RECORD EXCERPTS:
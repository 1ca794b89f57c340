// HTTP Server modules
pub mod config;
pub mod error;
pub mod handlers;
pub mod models;
pub mod relay;
pub mod routes;
pub mod upload;

// Message store
pub mod store;

// LLM client layer
pub mod llm;

// Agent proxy client
pub mod agent;
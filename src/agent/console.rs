//! Line-oriented console over an [`AgentSession`].
//!
//! An interrupt while a request is in flight cancels it; an interrupt at the
//! prompt ends the loop, as does end of input.

use std::future::Future;
use std::io;
use std::sync::Arc;

use tokio::io::{AsyncBufRead, AsyncBufReadExt, AsyncWrite, AsyncWriteExt};

use super::session::{AgentSession, SubmitOutcome};
use super::transport::AgentTransport;

pub async fn run_console<T, R, W, I, F>(
    session: Arc<AgentSession<T>>,
    input: R,
    mut output: W,
    mut interrupt: I,
) -> io::Result<()>
where
    T: AgentTransport + 'static,
    R: AsyncBufRead + Unpin,
    W: AsyncWrite + Unpin,
    I: FnMut() -> F,
    F: Future<Output = ()>,
{
    let mut lines = input.lines();
    loop {
        let line = tokio::select! {
            line = lines.next_line() => match line? {
                Some(line) => line,
                None => break,
            },
            _ = interrupt() => {
                tracing::debug!("interrupted at prompt");
                break;
            }
        };

        let mut request = tokio::spawn({
            let session = Arc::clone(&session);
            async move { session.submit(&line).await }
        });

        // A finished request wins over a simultaneous interrupt
        let outcome = tokio::select! {
            biased;
            outcome = &mut request => outcome,
            _ = interrupt() => {
                session.cancel();
                (&mut request).await
            }
        }
        .map_err(io::Error::other)?;

        if let SubmitOutcome::Answered(turn) = outcome {
            output
                .write_all(format!("assistant> {}\n", turn.content).as_bytes())
                .await?;
        }
        for notice in session.take_notices() {
            output
                .write_all(format!("[{}]\n", notice.text()).as_bytes())
                .await?;
        }
        output.flush().await?;
    }

    Ok(())
}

EXERCISE:
With the line containing "interrupt at the" as the last one, please set down exactly the lines of the records above from their very first line, and nothing more.

SOLUTION FOR THIS EXERCISE:
repository 1ca794b89f57c340
// HTTP Server modules
pub mod config;
pub mod error;
pub mod handlers;
pub mod models;
pub mod relay;
pub mod routes;
pub mod upload;

// Message store
pub mod store;

// LLM client layer
pub mod llm;

// Agent proxy client
pub mod agent;
filename src/agent/console.rs
//! Line-oriented console over an [`AgentSession`].
//!
//! An interrupt while a request is in flight cancels it; an interrupt at the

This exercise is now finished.